The longer immigrants live in the United States, the more likely they are to use prescription opioids—a fact that contradicts popular views linking wealth and health, and suggests that American culture is uniquely favorable toward prescribing opioids.
A new study from the University of Michigan and Dartmouth University found that in an adjusted analysis, immigrants who lived in the U.S. between five and 15 years were more than three times as likely to use opioids than new immigrants.
Immigrants in the U.S. longer than 15 years were four times likelier to use opioids than new immigrants, and U.S.-born residents were more than five times likely to use prescription opioids than new immigrants.
Matthew Davis, associate professor at the U-M School of Nursing and Medical School, and Brian Sites, an anesthesiologist at the Dartmouth-Hitchcock Medical Center, examined the influence of American culture on opioid use among the estimated 42 million adult immigrants. Nearly 8% of immigrants use prescription opioids, compared to 16% of adults born in the U.S.
“Our results indicate that American culture has a potent influence on opioid prescribing, as evidenced by the dramatic time effect that is associated with a massive increase in prescription opioid use among immigrants to the United States,” Davis said.
This uptick happened despite controlling for pain levels, health care access and income.
“This research was important to focus on because it was a unique opportunity to evaluate the effect of American culture on opioid prescribing,” Sites said.
Increased opioid use with longer duration in the U.S. provides stronger evidence of a unique American culture that promotes opioid use, the researchers said. Although the study didn’t explicitly identify assimilation into American culture, Davis and Sites suspect the adoption of American attitudes and culture likely influences the dynamic between health care providers and immigrant patients.

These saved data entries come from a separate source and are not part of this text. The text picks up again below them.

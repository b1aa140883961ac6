use crate::error::{CountersError, Result};
use crate::layout::{
    COUNTERS_MAGIC, COUNTERS_VERSION, DirectoryLayout, HEADER_LENGTH, MAGIC_OFFSET,
    METADATA_LENGTH_OFFSET, VALUES_LENGTH_OFFSET, VERSION_OFFSET,
};
use crate::reader::{CounterVisitor, CountersReader};
use std::path::Path;
use std::sync::Arc;
use strata_buffer::AtomicBuffer;
use strata_mmap::MmapFile;
use tracing::debug;

/// A counters directory file mapped read-only.
///
/// Mapping validates the header once; after that every scan and lookup works
/// on the mapped views without touching the file system.
#[derive(Debug, Clone)]
pub struct CountersDirectory {
    layout: DirectoryLayout,
    reader: CountersReader,
}

impl CountersDirectory {
    /// Map an existing counters file.
    ///
    /// # Errors
    /// - `Io` if the file is missing or cannot be mapped
    /// - `Undersized` if the file is shorter than its header declares
    /// - `BadMagic` / `UnsupportedVersion` if it is not a counters file this
    ///   code understands
    /// - `CorruptHeader` if the declared lengths are negative or overflow
    pub fn map<P: AsRef<Path>>(path: P) -> Result<Self> {
        let path = path.as_ref();
        let file = MmapFile::open_ro(path).map_err(|source| CountersError::Io {
            path: path.to_path_buf(),
            source,
        })?;
        let actual = file.len();
        if actual < HEADER_LENGTH {
            return Err(CountersError::Undersized {
                expected: HEADER_LENGTH,
                actual,
            });
        }

        let file = AtomicBuffer::new(Arc::new(file));
        let layout = validate_header(&file)?;
        if layout.total_length() > actual {
            return Err(CountersError::Undersized {
                expected: layout.total_length(),
                actual,
            });
        }

        debug!(path = %path.display(), capacity = layout.capacity(), "mapped counters directory");
        let reader = CountersReader::new(
            file.view(layout.metadata_offset(), layout.metadata_length),
            file.view(layout.values_offset(), layout.values_length),
        );
        Ok(Self { layout, reader })
    }

    pub fn layout(&self) -> DirectoryLayout {
        self.layout
    }

    pub fn metadata_buffer(&self) -> &AtomicBuffer {
        self.reader.metadata_buffer()
    }

    pub fn values_buffer(&self) -> &AtomicBuffer {
        self.reader.values_buffer()
    }

    pub fn reader(&self) -> &CountersReader {
        &self.reader
    }

    /// See [`CountersReader::scan`].
    pub fn scan<V: CounterVisitor + ?Sized>(&self, visitor: &mut V) -> Result<usize> {
        self.reader.scan(visitor)
    }

    /// See [`CountersReader::get_value`].
    pub fn get_value(&self, id: i32) -> Result<i64> {
        self.reader.get_value(id)
    }
}

fn validate_header(file: &AtomicBuffer) -> Result<DirectoryLayout> {
    let magic = file.get_i64_volatile(MAGIC_OFFSET) as u64;
    if magic != COUNTERS_MAGIC {
        return Err(CountersError::BadMagic(magic));
    }
    let version = file.get_i32(VERSION_OFFSET);
    if version != COUNTERS_VERSION {
        return Err(CountersError::UnsupportedVersion(version));
    }

    let metadata_length = usize::try_from(file.get_i64(METADATA_LENGTH_OFFSET))
        .map_err(|_| CountersError::CorruptHeader("negative metadata length"))?;
    let values_length = usize::try_from(file.get_i64(VALUES_LENGTH_OFFSET))
        .map_err(|_| CountersError::CorruptHeader("negative values length"))?;
    HEADER_LENGTH
        .checked_add(metadata_length)
        .and_then(|total| total.checked_add(values_length))
        .ok_or(CountersError::CorruptHeader("region lengths overflow"))?;
    Ok(DirectoryLayout {
        metadata_length,
        values_length,
    })
}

The findings are a great example of the immigrant paradox, Davis said. The immigrant paradox challenges assumptions about people from disadvantaged backgrounds—in this case, the paradox is that that new immigrants are often healthier than nonimmigrants despite their poorer backgrounds, which contradicts popular beliefs about health and wealth.
Policy efforts to decrease opioid reliance would potentially benefit from acknowledgment of unique American cultural factors that influence opioid use, Sites said.
Researchers used data from the national Medical Expenditure Panel Survey.
“Association between length of time spent in the U.S. and opioid use among first-generation immigrants: A cross-sectional analysis” appears online Oct. 25 in JAMA Network Open. doi:10.1001/jamanetworkopen.2019.13979
Davis is also a member of the U-M Institute for Healthcare Policy and Innovation.